╭─ Input data
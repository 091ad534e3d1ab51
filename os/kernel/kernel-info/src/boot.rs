//! # Kernel Boot Information
//!
//! The boot loader speaks Multiboot2. The kernel entry copies the memory-map
//! tag into [`MemoryMapEntry`] values and describes its own image with
//! [`KernelImage`] before handing a [`BootInfo`] to the bootstrap code.

use kernel_memory_addresses::PhysicalAddress;

/// Value of `eax` when a Multiboot2 compliant loader jumps to the kernel.
pub const MULTIBOOT2_BOOTLOADER_MAGIC: u32 = 0x36D7_6289;

/// Tag type of the Multiboot2 memory map.
pub const MULTIBOOT2_TAG_MEMORY_MAP: u32 = 6;

/// Tag type terminating the Multiboot2 tag list.
pub const MULTIBOOT2_TAG_END: u32 = 0;

/// One entry of the Multiboot2 memory map, laid out as the loader writes it.
#[repr(C)]
#[derive(Debug, Copy, Clone, Eq, PartialEq)]
pub struct MemoryMapEntry {
    /// Physical start address.
    pub address: u64,
    /// Length in bytes.
    pub length: u64,
    /// Raw type tag, see [`MemoryKind`].
    pub kind: u32,
    pub reserved: u32,
}

impl MemoryMapEntry {
    #[must_use]
    pub const fn new(address: u64, length: u64, kind: MemoryKind) -> Self {
        Self {
            address,
            length,
            kind: kind.as_raw(),
            reserved: 0,
        }
    }

    #[must_use]
    pub const fn kind(&self) -> MemoryKind {
        MemoryKind::from_raw(self.kind)
    }

    /// Exclusive end address.
    #[must_use]
    pub const fn end(&self) -> u64 {
        self.address.saturating_add(self.length)
    }

    #[must_use]
    pub const fn is_available(&self) -> bool {
        matches!(self.kind(), MemoryKind::Available)
    }
}

/// Multiboot2 memory types.
#[derive(Debug, Copy, Clone, Eq, PartialEq)]
pub enum MemoryKind {
    Available,
    Reserved,
    AcpiReclaimable,
    Nvs,
    BadRam,
    Unknown(u32),
}

impl MemoryKind {
    #[must_use]
    pub const fn from_raw(raw: u32) -> Self {
        match raw {
            1 => Self::Available,
            2 => Self::Reserved,
            3 => Self::AcpiReclaimable,
            4 => Self::Nvs,
            5 => Self::BadRam,
            other => Self::Unknown(other),
        }
    }

    #[must_use]
    pub const fn as_raw(self) -> u32 {
        match self {
            Self::Available => 1,
            Self::Reserved => 2,
            Self::AcpiReclaimable => 3,
            Self::Nvs => 4,
            Self::BadRam => 5,
            Self::Unknown(raw) => raw,
        }
    }
}

/// Physical bounds of the loaded kernel image, `[start, end)`.
///
/// Sourced from the `KERNEL_DATA_START` and `KERNEL_DATA_END` linker symbols.
#[derive(Debug, Copy, Clone, Eq, PartialEq)]
pub struct KernelImage {
    pub start: PhysicalAddress,
    pub end: PhysicalAddress,
}

/// Everything the memory bootstrap consumes from the boot loader.
#[derive(Debug, Copy, Clone)]
pub struct BootInfo<'a> {
    pub memory_map: &'a [MemoryMapEntry],
    pub kernel: KernelImage,
}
╰─
- Activity -
The task calls for every line of the material that contains the string "MemoryKind".

- Solution for this exercise -
    /// Raw type tag, see [`MemoryKind`].
    pub const fn new(address: u64, length: u64, kind: MemoryKind) -> Self {
    pub const fn kind(&self) -> MemoryKind {
        MemoryKind::from_raw(self.kind)
        matches!(self.kind(), MemoryKind::Available)
pub enum MemoryKind {
impl MemoryKind {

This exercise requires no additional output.